***** Supplied material *****
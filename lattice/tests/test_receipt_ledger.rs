use std::sync::Arc;
use std::thread;

use lattice::{LatticeError, ReceiptLedger, ReceiptQuery};
use serde_json::json;
use tempfile::tempdir;

#[test]
fn test_sqlite_chain_survives_reopen() {
    let dir = tempdir().unwrap();
    let db_path = dir.path().join("receipts.db");

    // First process: build a short chain
    let head = {
        let ledger = ReceiptLedger::open_sqlite(&db_path).unwrap();
        ledger.append("planner", json!({"step": "observe"})).unwrap();
        ledger.append("planner", json!({"step": "decide"})).unwrap();
        let last = ledger.append("actuator", json!({"step": "act"})).unwrap();
        last.cid
    };

    // Second process: reopen, recover the head, keep appending
    let ledger = ReceiptLedger::open_sqlite(&db_path).unwrap();
    assert_eq!(ledger.len().unwrap(), 3);
    assert_eq!(ledger.head().unwrap(), head);
    ledger.verify_all().unwrap();

    let next = ledger.append("planner", json!({"step": "observe"})).unwrap();
    assert_eq!(next.prev_cid, head);
    assert_eq!(next.sequence, 3);
    ledger.verify_all().unwrap();
}

#[test]
fn test_sqlite_tampered_row_fails_reopen() {
    let dir = tempdir().unwrap();
    let db_path = dir.path().join("receipts.db");

    {
        let ledger = ReceiptLedger::open_sqlite(&db_path).unwrap();
        for i in 0..3 {
            ledger.append("m1", json!({"step": i})).unwrap();
        }
    }

    // Rewrite one payload behind the ledger's back
    let conn = rusqlite::Connection::open(&db_path).unwrap();
    conn.execute(
        "UPDATE receipts SET payload = ?1 WHERE sequence = 1",
        rusqlite::params![r#"{"step":999}"#],
    )
    .unwrap();
    drop(conn);

    let err = ReceiptLedger::open_sqlite(&db_path).unwrap_err();
    assert!(matches!(
        err,
        LatticeError::ChainCorruption { sequence: 1 }
    ));
}

#[test]
fn test_sqlite_corruption_localizes_to_first_bad_sequence() {
    let dir = tempdir().unwrap();
    let db_path = dir.path().join("receipts.db");

    {
        let ledger = ReceiptLedger::open_sqlite(&db_path).unwrap();
        for i in 0..5 {
            ledger.append("m1", json!({"step": i})).unwrap();
        }
    }

    // Corrupt two rows; reopen must report the earlier one
    let conn = rusqlite::Connection::open(&db_path).unwrap();
    conn.execute(
        "UPDATE receipts SET payload = '{}' WHERE sequence IN (2, 4)",
        [],
    )
    .unwrap();
    drop(conn);

    let err = ReceiptLedger::open_sqlite(&db_path).unwrap_err();
    assert!(matches!(
        err,
        LatticeError::ChainCorruption { sequence: 2 }
    ));
}

#[test]
fn test_concurrent_appends_keep_one_linear_chain() {
    let ledger = Arc::new(ReceiptLedger::in_memory());

    let mut handles = Vec::new();
    for t in 0..4 {
        let ledger = ledger.clone();
        handles.push(thread::spawn(move || {
            let source = format!("writer-{}", t);
            for i in 0..25 {
                ledger.append(&source, json!({"i": i})).unwrap();
            }
        }));
    }
    for handle in handles {
        handle.join().unwrap();
    }

    assert_eq!(ledger.len().unwrap(), 100);
    ledger.verify_all().unwrap();

    // Dense sequences, every writer fully represented
    let all = ledger.query(&ReceiptQuery::all()).unwrap();
    for (i, receipt) in all.iter().enumerate() {
        assert_eq!(receipt.sequence, i as u64);
    }
    for t in 0..4 {
        let per_writer = ledger
            .query(&ReceiptQuery::for_source(&format!("writer-{}", t)))
            .unwrap();
        assert_eq!(per_writer.len(), 25);
    }
}

#[test]
fn test_reads_run_against_a_stable_snapshot() {
    let ledger = Arc::new(ReceiptLedger::in_memory());
    for i in 0..10 {
        ledger.append("m1", json!(i)).unwrap();
    }

    let snapshot = ledger.query(&ReceiptQuery::all()).unwrap();
    let head_before = ledger.head().unwrap();

    // Appends after the query do not disturb the materialized result
    ledger.append("m1", json!(10)).unwrap();
    assert_eq!(snapshot.len(), 10);
    assert_eq!(snapshot.last().unwrap().cid, head_before);
    assert_eq!(ledger.len().unwrap(), 11);
}

#[test]
fn test_query_combines_source_since_and_limit() {
    let dir = tempdir().unwrap();
    let ledger = ReceiptLedger::open_sqlite(&dir.path().join("receipts.db")).unwrap();

    for i in 0..8 {
        let source = if i % 2 == 0 { "even" } else { "odd" };
        ledger.append(source, json!({"i": i})).unwrap();
    }

    let filtered = ledger
        .query(&ReceiptQuery::for_source("even").with_since(2).with_limit(2))
        .unwrap();
    assert_eq!(filtered.len(), 2);
    assert_eq!(filtered[0].sequence, 2);
    assert_eq!(filtered[1].sequence, 4);
}

#[test]
fn test_get_by_cid_after_reopen() {
    let dir = tempdir().unwrap();
    let db_path = dir.path().join("receipts.db");

    let cid = {
        let ledger = ReceiptLedger::open_sqlite(&db_path).unwrap();
        ledger.append("m1", json!({"k": "v"})).unwrap().cid
    };

    let ledger = ReceiptLedger::open_sqlite(&db_path).unwrap();
    let receipt = ledger.get(&cid).unwrap().unwrap();
    assert_eq!(receipt.payload, json!({"k": "v"}));
    assert_eq!(receipt.cid, receipt.recompute_cid());
}
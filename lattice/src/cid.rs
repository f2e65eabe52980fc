//! Content addressing for receipts and hold fingerprints.
//!
//! Every cid is the lowercase hex SHA-256 of a canonical byte string. The
//! canonical form of a JSON payload sorts object keys at every depth, so
//! structurally equal values hash identically no matter how they were built.

use once_cell::sync::Lazy;
use serde_json::Value;
use sha2::{Digest, Sha256};

/// Lowercase hex SHA-256 digest, 64 characters.
pub type Cid = String;

/// Preamble hashed once to anchor chains that do not supply their own
/// genesis sentinel.
const GENESIS_PREAMBLE: &str = "lattice:genesis:v1";

static GENESIS_CID: Lazy<Cid> = Lazy::new(|| hash_bytes(GENESIS_PREAMBLE.as_bytes()));

/// Default sentinel cid anchoring sequence 0 of a chain.
pub fn genesis_cid() -> &'static str {
    &GENESIS_CID
}

/// SHA-256 over raw bytes, hex encoded.
pub fn hash_bytes(bytes: &[u8]) -> Cid {
    let mut hasher = Sha256::new();
    hasher.update(bytes);
    format!("{:x}", hasher.finalize())
}

/// Canonical text form of a JSON value. Object keys are emitted in sorted
/// order at every depth; arrays keep their order; numbers use serde_json's
/// deterministic formatting.
pub fn canonical_json(value: &Value) -> String {
    let mut out = String::new();
    write_canonical(value, &mut out);
    out
}

fn write_canonical(value: &Value, out: &mut String) {
    match value {
        Value::Object(map) => {
            let mut keys: Vec<&String> = map.keys().collect();
            keys.sort();
            out.push('{');
            for (i, key) in keys.iter().enumerate() {
                if i > 0 {
                    out.push(',');
                }
                out.push_str(&Value::from(key.as_str()).to_string());
                out.push(':');
                write_canonical(&map[key.as_str()], out);
            }
            out.push('}');
        }
        Value::Array(items) => {
            out.push('[');
            for (i, item) in items.iter().enumerate() {
                if i > 0 {
                    out.push(',');
                }
                write_canonical(item, out);
            }
            out.push(']');
        }
        other => out.push_str(&other.to_string()),
    }
}

/// Hash of a payload alone, before chaining.
pub fn content_hash(payload: &Value) -> Cid {
    hash_bytes(canonical_json(payload).as_bytes())
}

/// Chain cid for a receipt: payload hash, predecessor cid and sequence fed
/// through one hasher in fixed order. Same inputs always produce the same
/// cid, so verification can recompute and compare.
pub fn compute_cid(payload_hash: &str, prev_cid: &str, sequence: u64) -> Cid {
    let mut hasher = Sha256::new();
    hasher.update(payload_hash.as_bytes());
    hasher.update(prev_cid.as_bytes());
    hasher.update(sequence.to_string().as_bytes());
    format!("{:x}", hasher.finalize())
}
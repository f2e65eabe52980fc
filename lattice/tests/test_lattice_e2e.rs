use std::collections::BTreeMap;
use std::sync::{Arc, Mutex};
use std::time::Duration;

use lattice::{
    HoldConfig, HoldListener, HoldPoint, Lattice, LatticeConfig, LatticeError, LedgerConfig,
    ReceiptQuery, ResolutionKind, Wealth,
};
use serde_json::json;
use tempfile::tempdir;

fn probs(pairs: &[(&str, f64)]) -> BTreeMap<String, f64> {
    pairs.iter().map(|(k, v)| (k.to_string(), *v)).collect()
}

/// Listener standing in for an inspection UI: records what it was shown.
struct InspectionListener {
    seen: Arc<Mutex<Vec<(String, String)>>>,
}

#[async_trait::async_trait]
impl HoldListener for InspectionListener {
    async fn on_hold_opened(&self, hold: &HoldPoint) {
        self.seen
            .lock()
            .unwrap()
            .push((hold.hold_id.clone(), hold.fingerprint.clone()));
    }
}

#[tokio::test]
async fn test_yield_inspect_override_persist_cycle() {
    let dir = tempdir().unwrap();
    let config = LatticeConfig {
        ledger: LedgerConfig {
            db_path: Some(dir.path().join("lattice.db")),
            genesis: None,
        },
        hold: HoldConfig {
            default_timeout_ms: 10_000,
            auto_accept: false,
        },
    };

    let seen = Arc::new(Mutex::new(Vec::new()));
    let head = {
        let lattice = Lattice::new(config.clone()).unwrap();
        lattice
            .hold()
            .register_listener(Arc::new(InspectionListener { seen: seen.clone() }))
            .await;

        // producer pauses on its decision
        let producer = {
            let hold = lattice.hold().clone();
            tokio::spawn(async move {
                hold.yield_point(
                    "pilot",
                    probs(&[("continue", 0.85), ("abort", 0.15)]),
                    Wealth {
                        value: Some(0.4),
                        reasoning: Some(vec!["sensor disagreement".to_string()]),
                        ..Wealth::default()
                    },
                )
                .await
            })
        };

        // resolver inspects and overrides
        let mut pending = None;
        for _ in 0..500 {
            pending = lattice.hold().current_hold();
            if pending.is_some() {
                break;
            }
            tokio::time::sleep(Duration::from_millis(2)).await;
        }
        let pending = pending.expect("hold never became pending");
        assert_eq!(pending.chosen, "continue");

        let kind = lattice
            .hold()
            .resolve(&pending.hold_id, "abort", "operator-7")
            .unwrap();
        assert_eq!(kind, ResolutionKind::Override);

        let resolution = producer.await.unwrap().unwrap();
        assert!(resolution.was_override());
        assert_eq!(resolution.action.as_deref(), Some("abort"));
        assert_eq!(resolution.resolver_id.as_deref(), Some("operator-7"));

        // the listener saw exactly the snapshot the ledger recorded
        let opens = lattice
            .ledger()
            .query(&ReceiptQuery::for_source("hold-open"))
            .unwrap();
        assert_eq!(opens.len(), 1);
        let observed = seen.lock().unwrap().clone();
        assert_eq!(observed.len(), 1);
        assert_eq!(json!(observed[0].0), opens[0].payload["hold_id"]);
        assert_eq!(json!(observed[0].1), opens[0].payload["fingerprint"]);

        lattice.ledger().verify_all().unwrap();
        lattice.shutdown().await;
        lattice.ledger().head().unwrap()
    };

    // restart: the audit trail survives and still verifies
    let lattice = Lattice::new(config).unwrap();
    assert_eq!(lattice.ledger().len().unwrap(), 2);
    assert_eq!(lattice.ledger().head().unwrap(), head);
    lattice.ledger().verify_all().unwrap();

    let closes = lattice
        .ledger()
        .query(&ReceiptQuery::for_source("hold-close"))
        .unwrap();
    assert_eq!(closes.len(), 1);
    assert_eq!(closes[0].payload["kind"], json!("override"));
    assert_eq!(closes[0].payload["action"], json!("abort"));
}

#[tokio::test]
async fn test_auto_accept_config_from_toml() {
    let config = LatticeConfig::from_toml_str(
        r#"
        [hold]
        default_timeout_ms = 600000
        auto_accept = true
        "#,
    )
    .unwrap();
    let lattice = Lattice::new(config).unwrap();

    let start = std::time::Instant::now();
    let resolution = lattice
        .hold()
        .yield_point("pilot", probs(&[("go", 0.6), ("wait", 0.4)]), Wealth::default())
        .await
        .unwrap();

    assert_eq!(resolution.kind, ResolutionKind::TimeoutAutoAccept);
    assert_eq!(resolution.action.as_deref(), Some("go"));
    assert!(start.elapsed() < Duration::from_secs(60));
    assert_eq!(lattice.ledger().len().unwrap(), 2);
}

#[tokio::test]
async fn test_genesis_override_binds_the_chain() {
    let dir = tempdir().unwrap();
    let db_path = dir.path().join("lattice.db");

    {
        let lattice = Lattice::new(LatticeConfig {
            ledger: LedgerConfig {
                db_path: Some(db_path.clone()),
                genesis: Some("anchor-a".to_string()),
            },
            hold: HoldConfig::default(),
        })
        .unwrap();
        lattice.ledger().append("m1", json!({"n": 1})).unwrap();
    }

    // same sentinel reopens cleanly
    let lattice = Lattice::new(LatticeConfig {
        ledger: LedgerConfig {
            db_path: Some(db_path.clone()),
            genesis: Some("anchor-a".to_string()),
        },
        hold: HoldConfig::default(),
    })
    .unwrap();
    lattice.ledger().verify_all().unwrap();
    drop(lattice);

    // a different sentinel cannot claim this chain
    let err = Lattice::new(LatticeConfig {
        ledger: LedgerConfig {
            db_path: Some(db_path),
            genesis: Some("anchor-b".to_string()),
        },
        hold: HoldConfig::default(),
    })
    .unwrap_err();
    assert!(matches!(
        err,
        LatticeError::ChainCorruption { sequence: 0 }
    ));
}
//! Runtime configuration for a lattice context.
//!
//! Plain serde structs with defaults at every level, so a partial TOML file
//! (or an empty one) always parses.

use std::path::{Path, PathBuf};

use serde::{Deserialize, Serialize};

use crate::error::{LatticeError, LatticeResult};

/// Documented default for how long a hold waits before auto-accepting.
pub const DEFAULT_HOLD_TIMEOUT_MS: u64 = 30_000;

/// Top-level configuration for a [`Lattice`](crate::Lattice) instance.
#[derive(Debug, Clone, Default, Serialize, Deserialize)]
#[serde(default)]
pub struct LatticeConfig {
    pub ledger: LedgerConfig,
    pub hold: HoldConfig,
}

/// Receipt ledger settings.
#[derive(Debug, Clone, Default, Serialize, Deserialize)]
#[serde(default)]
pub struct LedgerConfig {
    /// SQLite database path. `None` keeps receipts in memory only.
    pub db_path: Option<PathBuf>,
    /// Genesis sentinel override. `None` uses the built-in sentinel.
    pub genesis: Option<String>,
}

/// Hold coordinator settings.
#[derive(Debug, Clone, Serialize, Deserialize)]
#[serde(default)]
pub struct HoldConfig {
    /// How long a hold waits for a resolver before auto-accepting the
    /// model's top choice, in milliseconds.
    pub default_timeout_ms: u64,
    /// Resolve every hold immediately as an auto-accept. Listeners are
    /// still notified; nothing blocks.
    pub auto_accept: bool,
}

impl Default for HoldConfig {
    fn default() -> Self {
        Self {
            default_timeout_ms: DEFAULT_HOLD_TIMEOUT_MS,
            auto_accept: false,
        }
    }
}

impl LatticeConfig {
    /// Parse a configuration from TOML text.
    pub fn from_toml_str(content: &str) -> LatticeResult<Self> {
        toml::from_str(content)
            .map_err(|e| LatticeError::Validation(format!("failed to parse config: {}", e)))
    }

    /// Load a configuration from a TOML file.
    pub fn load<P: AsRef<Path>>(path: P) -> LatticeResult<Self> {
        let content = std::fs::read_to_string(path.as_ref())
            .map_err(|e| LatticeError::Storage(format!("failed to read config file: {}", e)))?;
        Self::from_toml_str(&content)
    }
}

#[cfg(test)]
mod tests {
    use super::*;

    #[test]
    fn test_defaults() {
        let config = LatticeConfig::default();
        assert!(config.ledger.db_path.is_none());
        assert!(config.ledger.genesis.is_none());
        assert_eq!(config.hold.default_timeout_ms, DEFAULT_HOLD_TIMEOUT_MS);
        assert!(!config.hold.auto_accept);
    }

    #[test]
    fn test_empty_toml_parses_to_defaults() {
        let config = LatticeConfig::from_toml_str("").unwrap();
        assert_eq!(config.hold.default_timeout_ms, DEFAULT_HOLD_TIMEOUT_MS);
    }

    #[test]
    fn test_partial_toml_overrides() {
        let config = LatticeConfig::from_toml_str(
            r#"
            [hold]
            default_timeout_ms = 250

            [ledger]
            db_path = "/tmp/lattice.db"
            "#,
        )
        .unwrap();
        assert_eq!(config.hold.default_timeout_ms, 250);
        assert!(!config.hold.auto_accept);
        assert_eq!(
            config.ledger.db_path,
            Some(PathBuf::from("/tmp/lattice.db"))
        );
        assert!(config.ledger.genesis.is_none());
    }

    #[test]
    fn test_invalid_toml_is_a_validation_error() {
        let err = LatticeConfig::from_toml_str("hold = 3").unwrap_err();
        assert!(matches!(err, LatticeError::Validation(_)));
    }
}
*****
Required work — The expected output is each line of the records above that includes the word "built".

The completed task —
//! structurally equal values hash identically no matter how they were built.
    /// Genesis sentinel override. `None` uses the built-in sentinel.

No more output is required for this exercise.